Moreover, given that we came to analyse the idea of collective consciousness via Galtung’s analysis of peace, it is worth stating that Galtung himself acknowledge that there may be strategies towards peace that go beyond our current attempts. Indeed, he states we may need “a systematic search for the steepest gradient (decrease in violence) possible, even for a descent route hitherto unknown to man.”[38] He also states that our definition of peace is part of a ‘scientific strategy’ and that it should depict a state of affairs not on the immediate political agenda. While it is far from clear that Galtung would endorse the analysis presented here, he might well agree that it deserves more attention than it is currently receiving.

Paradigm Shift?

Man has no ears for that to which experience has given him no access

            ---- Nietzsche.[39]

Clearly, the idea of ‘collective consciousness’ is not given much credence in the dominant paradigm of cognitive science. In fact it is not deemed a ‘scientific’ issue at all. Rather it is assumed to be a mystical idea with some allegorical and emotional pull. So why does it matter that it be taken seriously by the scientific community, and what would it take for this to happen?[40]

It matters because at the beginning of the twenty-first century, science has immense power to influence public opinion and this is the relevant ‘influence relation’ here, the fulcrum that might make a difference to our efforts to promote peace. If it is the case that the theory of collective consciousness is essentially true, and there is something about societal structure that prevents the scientific community from acknowledging this, then we have a case of structural violence, in Galtung’s original formulation of the term.[41]

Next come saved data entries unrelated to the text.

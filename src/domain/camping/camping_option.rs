use std::str::FromStr;

use serde::{Deserialize, Serialize};
use utoipa::ToSchema;
use uuid::Uuid;

#[derive(Debug, Clone, Copy, PartialEq, Eq, Serialize, Deserialize, ToSchema)]
#[serde(rename_all = "SCREAMING_SNAKE_CASE")]
pub enum FieldDataType {
    String,
    MultilineString,
    Integer,
    Number,
    Boolean,
    Date,
}

impl FieldDataType {
    pub fn as_str(&self) -> &'static str {
        match self {
            FieldDataType::String => "STRING",
            FieldDataType::MultilineString => "MULTILINE_STRING",
            FieldDataType::Integer => "INTEGER",
            FieldDataType::Number => "NUMBER",
            FieldDataType::Boolean => "BOOLEAN",
            FieldDataType::Date => "DATE",
        }
    }
}

impl FromStr for FieldDataType {
    type Err = anyhow::Error;

    fn from_str(s: &str) -> Result<Self, Self::Err> {
        match s {
            "STRING" => Ok(FieldDataType::String),
            "MULTILINE_STRING" => Ok(FieldDataType::MultilineString),
            "INTEGER" => Ok(FieldDataType::Integer),
            "NUMBER" => Ok(FieldDataType::Number),
            "BOOLEAN" => Ok(FieldDataType::Boolean),
            "DATE" => Ok(FieldDataType::Date),
            other => anyhow::bail!("unknown field data type: {other}"),
        }
    }
}

#[derive(Debug, Clone)]
pub struct CampingOptionField {
    pub id: Uuid,
    pub camping_option_id: Uuid,
    pub display_name: String,
    pub description: Option<String>,
    pub data_type: FieldDataType,
    pub required: bool,
    pub max_length: Option<i32>,
    pub min_value: Option<f64>,
    pub max_value: Option<f64>,
    pub ordinal: i32,
    pub created_at: chrono::DateTime<chrono::Utc>,
    pub updated_at: chrono::DateTime<chrono::Utc>,
}

#[derive(Debug, Clone)]
pub struct CampingOption {
    pub id: Uuid,
    pub name: String,
    pub description: Option<String>,
    pub enabled: bool,
    pub work_shifts_required: i32,
    /// Cents.
    pub participant_dues: i64,
    /// Cents.
    pub staff_dues: i64,
    /// Zero means unlimited.
    pub max_signups: i32,
    pub job_category_ids: Vec<Uuid>,
    pub created_at: chrono::DateTime<chrono::Utc>,
    pub updated_at: chrono::DateTime<chrono::Utc>,
}

impl CampingOption {
    pub fn dues_for(&self, staff: bool) -> i64 {
        if staff {
            self.staff_dues
        } else {
            self.participant_dues
        }
    }
}

/// Camping option with its ordered fields and live signup count.
#[derive(Debug, Clone)]
pub struct CampingOptionDetail {
    pub option: CampingOption,
    pub fields: Vec<CampingOptionField>,
    pub current_signups: i64,
}

impl CampingOptionDetail {
    pub fn is_full(&self) -> bool {
        self.option.max_signups > 0 && self.current_signups >= i64::from(self.option.max_signups)
    }
}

Kuhn noted that other historical periods lack uniform adherence to a particular paradigm. During these periods, which he terms, ‘abnormal science’, the activity of puzzle solving reveals anomalies within the paradigm. Kuhn uses the word ‘anomaly’ to refer to discrepancies between what the paradigm predicts should be observed, and what is actually observed by scientists. When the anomalies become acute enough to raise questions in scientists’ minds, competing schools arise which begin investigating fundamental premises of the paradigm. This displacement of one paradigm by another constitutes a ‘scientific revolution’ e.g. the displacement of the geocentric astronomy of Ptolemy with the heliocentric solar system of Copernicus.

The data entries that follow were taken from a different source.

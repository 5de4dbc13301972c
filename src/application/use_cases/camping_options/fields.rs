use std::collections::HashSet;

use uuid::Uuid;

use crate::application::access::{self, AuthUser};
use crate::application::errors::{ServiceError, ServiceResult};
use crate::application::ports::camping_option_field_repository::{
    CampingOptionFieldPatch, CampingOptionFieldRepository, NewCampingOptionField,
};
use crate::application::ports::camping_option_repository::CampingOptionRepository;
use crate::application::services::validation::{clearable, optional_text, require_text};
use crate::domain::camping::camping_option::{CampingOptionField, FieldDataType};

#[derive(Debug, Clone, Default)]
pub struct FieldInput {
    pub display_name: Option<String>,
    pub description: Option<String>,
    pub data_type: Option<FieldDataType>,
    pub required: Option<bool>,
    pub max_length: Option<Option<i32>>,
    pub min_value: Option<Option<f64>>,
    pub max_value: Option<Option<f64>>,
}

fn check_constraints(
    max_length: Option<i32>,
    min_value: Option<f64>,
    max_value: Option<f64>,
) -> ServiceResult<()> {
    if max_length.is_some_and(|len| len <= 0) {
        return Err(ServiceError::bad_request("max_length must be greater than 0"));
    }
    if let (Some(min), Some(max)) = (min_value, max_value) {
        if min > max {
            return Err(ServiceError::bad_request(
                "min_value must not be greater than max_value",
            ));
        }
    }
    Ok(())
}

async fn ensure_option<O: CampingOptionRepository + ?Sized>(
    options: &O,
    option_id: Uuid,
) -> ServiceResult<()> {
    match options.get(option_id).await? {
        Some(_) => Ok(()),
        None => Err(ServiceError::not_found("Camping option", option_id)),
    }
}

/// Loads a field and checks it belongs to the option in the path.
async fn load_field<F: CampingOptionFieldRepository + ?Sized>(
    fields: &F,
    option_id: Uuid,
    field_id: Uuid,
) -> ServiceResult<CampingOptionField> {
    match fields.get(field_id).await? {
        Some(field) if field.camping_option_id == option_id => Ok(field),
        _ => Err(ServiceError::not_found("Camping option field", field_id)),
    }
}

pub struct ListFields<'a, F, O>
where
    F: CampingOptionFieldRepository + ?Sized,
    O: CampingOptionRepository + ?Sized,
{
    pub repo: &'a F,
    pub options: &'a O,
}

impl<'a, F, O> ListFields<'a, F, O>
where
    F: CampingOptionFieldRepository + ?Sized,
    O: CampingOptionRepository + ?Sized,
{
    pub async fn execute(&self, option_id: Uuid) -> ServiceResult<Vec<CampingOptionField>> {
        ensure_option(self.options, option_id).await?;
        Ok(self.repo.list(option_id).await?)
    }
}

pub struct CreateField<'a, F, O>
where
    F: CampingOptionFieldRepository + ?Sized,
    O: CampingOptionRepository + ?Sized,
{
    pub repo: &'a F,
    pub options: &'a O,
}

impl<'a, F, O> CreateField<'a, F, O>
where
    F: CampingOptionFieldRepository + ?Sized,
    O: CampingOptionRepository + ?Sized,
{
    pub async fn execute(
        &self,
        actor: &AuthUser,
        option_id: Uuid,
        input: FieldInput,
    ) -> ServiceResult<CampingOptionField> {
        access::require_admin(actor)?;
        ensure_option(self.options, option_id).await?;
        let display_name =
            require_text("display_name", input.display_name.as_deref().unwrap_or_default())?;
        let data_type = input
            .data_type
            .ok_or_else(|| ServiceError::bad_request("data_type is required"))?;
        let max_length = input.max_length.flatten();
        let min_value = input.min_value.flatten();
        let max_value = input.max_value.flatten();
        check_constraints(max_length, min_value, max_value)?;

        let field = self
            .repo
            .create(&NewCampingOptionField {
                camping_option_id: option_id,
                display_name,
                description: optional_text(input.description),
                data_type,
                required: input.required.unwrap_or(false),
                max_length,
                min_value,
                max_value,
            })
            .await?;
        Ok(field)
    }
}

pub struct UpdateField<'a, F: CampingOptionFieldRepository + ?Sized> {
    pub repo: &'a F,
}

impl<'a, F: CampingOptionFieldRepository + ?Sized> UpdateField<'a, F> {
    pub async fn execute(
        &self,
        actor: &AuthUser,
        option_id: Uuid,
        field_id: Uuid,
        input: FieldInput,
    ) -> ServiceResult<CampingOptionField> {
        access::require_admin(actor)?;
        let current = load_field(self.repo, option_id, field_id).await?;
        check_constraints(
            input.max_length.unwrap_or(current.max_length),
            input.min_value.unwrap_or(current.min_value),
            input.max_value.unwrap_or(current.max_value),
        )?;
        let patch = CampingOptionFieldPatch {
            display_name: input
                .display_name
                .as_deref()
                .map(|n| require_text("display_name", n))
                .transpose()?,
            description: clearable(input.description),
            data_type: input.data_type,
            required: input.required,
            max_length: input.max_length,
            min_value: input.min_value,
            max_value: input.max_value,
        };
        self.repo
            .update(field_id, &patch)
            .await?
            .ok_or_else(|| ServiceError::not_found("Camping option field", field_id))
    }
}

pub struct DeleteField<'a, F: CampingOptionFieldRepository + ?Sized> {
    pub repo: &'a F,
}

impl<'a, F: CampingOptionFieldRepository + ?Sized> DeleteField<'a, F> {
    pub async fn execute(&self, actor: &AuthUser, option_id: Uuid, field_id: Uuid) -> ServiceResult<()> {
        access::require_admin(actor)?;
        load_field(self.repo, option_id, field_id).await?;
        self.repo.delete(field_id).await?;
        Ok(())
    }
}

pub struct ReorderFields<'a, F, O>
where
    F: CampingOptionFieldRepository + ?Sized,
    O: CampingOptionRepository + ?Sized,
{
    pub repo: &'a F,
    pub options: &'a O,
}

impl<'a, F, O> ReorderFields<'a, F, O>
where
    F: CampingOptionFieldRepository + ?Sized,
    O: CampingOptionRepository + ?Sized,
{
    pub async fn execute(
        &self,
        actor: &AuthUser,
        option_id: Uuid,
        field_ids: Vec<Uuid>,
    ) -> ServiceResult<Vec<CampingOptionField>> {
        access::require_admin(actor)?;
        ensure_option(self.options, option_id).await?;
        let current: HashSet<Uuid> = self
            .repo
            .list(option_id)
            .await?
            .into_iter()
            .map(|f| f.id)
            .collect();
        let requested: HashSet<Uuid> = field_ids.iter().copied().collect();
        if requested.len() != field_ids.len() || requested != current {
            return Err(ServiceError::bad_request(
                "field_ids must list every field of the camping option exactly once",
            ));
        }
        self.repo.reorder(option_id, &field_ids).await?;
        Ok(self.repo.list(option_id).await?)
    }
}

#[cfg(test)]
mod tests {
    use super::*;
    use crate::application::test_support::{InMemoryStore, auth_user};
    use crate::domain::users::user::UserRole;

    #[tokio::test]
    async fn new_fields_are_appended() {
        let store = InMemoryStore::default();
        let admin = store.seed_user("admin@example.com", UserRole::Admin).await;
        let option = store.seed_option("RV", 0, 0, &[]).await;
        let create = CreateField {
            repo: &store,
            options: &store,
        };
        for name in ["Vehicle length", "Plate"] {
            create
                .execute(
                    &auth_user(&admin),
                    option.id,
                    FieldInput {
                        display_name: Some(name.into()),
                        data_type: Some(FieldDataType::String),
                        ..Default::default()
                    },
                )
                .await
                .unwrap();
        }
        let fields = ListFields {
            repo: &store,
            options: &store,
        }
        .execute(option.id)
        .await
        .unwrap();
        let ordinals: Vec<i32> = fields.iter().map(|f| f.ordinal).collect();
        assert_eq!(ordinals, vec![0, 1]);
        assert_eq!(fields[1].display_name, "Plate");
    }

    #[tokio::test]
    async fn inverted_range_is_rejected() {
        let store = InMemoryStore::default();
        let admin = store.seed_user("admin@example.com", UserRole::Admin).await;
        let option = store.seed_option("RV", 0, 0, &[]).await;
        let err = CreateField {
            repo: &store,
            options: &store,
        }
        .execute(
            &auth_user(&admin),
            option.id,
            FieldInput {
                display_name: Some("Length".into()),
                data_type: Some(FieldDataType::Integer),
                min_value: Some(Some(40.0)),
                max_value: Some(Some(10.0)),
                ..Default::default()
            },
        )
        .await
        .unwrap_err();
        assert!(matches!(err, ServiceError::BadRequest(_)));
    }

    #[tokio::test]
    async fn update_checks_merged_range() {
        let store = InMemoryStore::default();
        let admin = store.seed_user("admin@example.com", UserRole::Admin).await;
        let option = store.seed_option("RV", 0, 0, &[]).await;
        let field = store
            .seed_field(option.id, "Length", FieldDataType::Integer, true)
            .await;
        let update = UpdateField { repo: &store };
        update
            .execute(
                &auth_user(&admin),
                option.id,
                field.id,
                FieldInput {
                    max_value: Some(Some(10.0)),
                    ..Default::default()
                },
            )
            .await
            .unwrap();
        let err = update
            .execute(
                &auth_user(&admin),
                option.id,
                field.id,
                FieldInput {
                    min_value: Some(Some(20.0)),
                    ..Default::default()
                },
            )
            .await
            .unwrap_err();
        assert!(matches!(err, ServiceError::BadRequest(_)));
    }

    #[tokio::test]
    async fn field_of_another_option_is_not_found() {
        let store = InMemoryStore::default();
        let admin = store.seed_user("admin@example.com", UserRole::Admin).await;
        let rv = store.seed_option("RV", 0, 0, &[]).await;
        let tent = store.seed_option("Tent", 0, 0, &[]).await;
        let field = store
            .seed_field(rv.id, "Length", FieldDataType::Integer, true)
            .await;
        let err = DeleteField { repo: &store }
            .execute(&auth_user(&admin), tent.id, field.id)
            .await
            .unwrap_err();
        assert!(matches!(err, ServiceError::NotFound(_)));
    }

    #[tokio::test]
    async fn reorder_requires_exact_field_set() {
        let store = InMemoryStore::default();
        let admin = store.seed_user("admin@example.com", UserRole::Admin).await;
        let option = store.seed_option("RV", 0, 0, &[]).await;
        let a = store.seed_field(option.id, "A", FieldDataType::String, false).await;
        let b = store.seed_field(option.id, "B", FieldDataType::String, false).await;
        let reorder = ReorderFields {
            repo: &store,
            options: &store,
        };

        let err = reorder
            .execute(&auth_user(&admin), option.id, vec![b.id])
            .await
            .unwrap_err();
        assert!(matches!(err, ServiceError::BadRequest(_)));
        let err = reorder
            .execute(&auth_user(&admin), option.id, vec![b.id, b.id])
            .await
            .unwrap_err();
        assert!(matches!(err, ServiceError::BadRequest(_)));

        let fields = reorder
            .execute(&auth_user(&admin), option.id, vec![b.id, a.id])
            .await
            .unwrap();
        let ids: Vec<Uuid> = fields.iter().map(|f| f.id).collect();
        assert_eq!(ids, vec![b.id, a.id]);
        assert_eq!(fields[0].ordinal, 0);
    }

    #[tokio::test]
    async fn participants_cannot_add_fields() {
        let store = InMemoryStore::default();
        let me = store.seed_user("me@example.com", UserRole::Participant).await;
        let option = store.seed_option("RV", 0, 0, &[]).await;
        let err = CreateField {
            repo: &store,
            options: &store,
        }
        .execute(&auth_user(&me), option.id, FieldInput::default())
        .await
        .unwrap_err();
        assert!(matches!(err, ServiceError::Forbidden(_)));
    }
}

Kuhn was particularly struck by the fact that, during periods of normal science, the texts and labs of the prevailing paradigm supply the group with preferred or permissible analogies and metaphors. By doing so, they help to determine what will be accepted as an explanation and as a puzzle-solution; conversely, they determine of the roster of unsolved puzzles and an evaluation of the importance of each. Kuhn argues that the background knowledge brought to the verification procedures in science, built on tacit knowledge gained in labs, therefore restricts investigation of the fundamental premises about the nature of the world, and influences the way in which observations are made and interpreted. He emphasizes that the world is interpreted by the mind and interpretation depends upon “...education, language, experience, and culture.” That is, Science is not properly conceived of as a purely objective process. Kuhn’s model of science is useful for understanding how the idea of ‘collective consciousness’ is viewed by the scientific community, and the public at large.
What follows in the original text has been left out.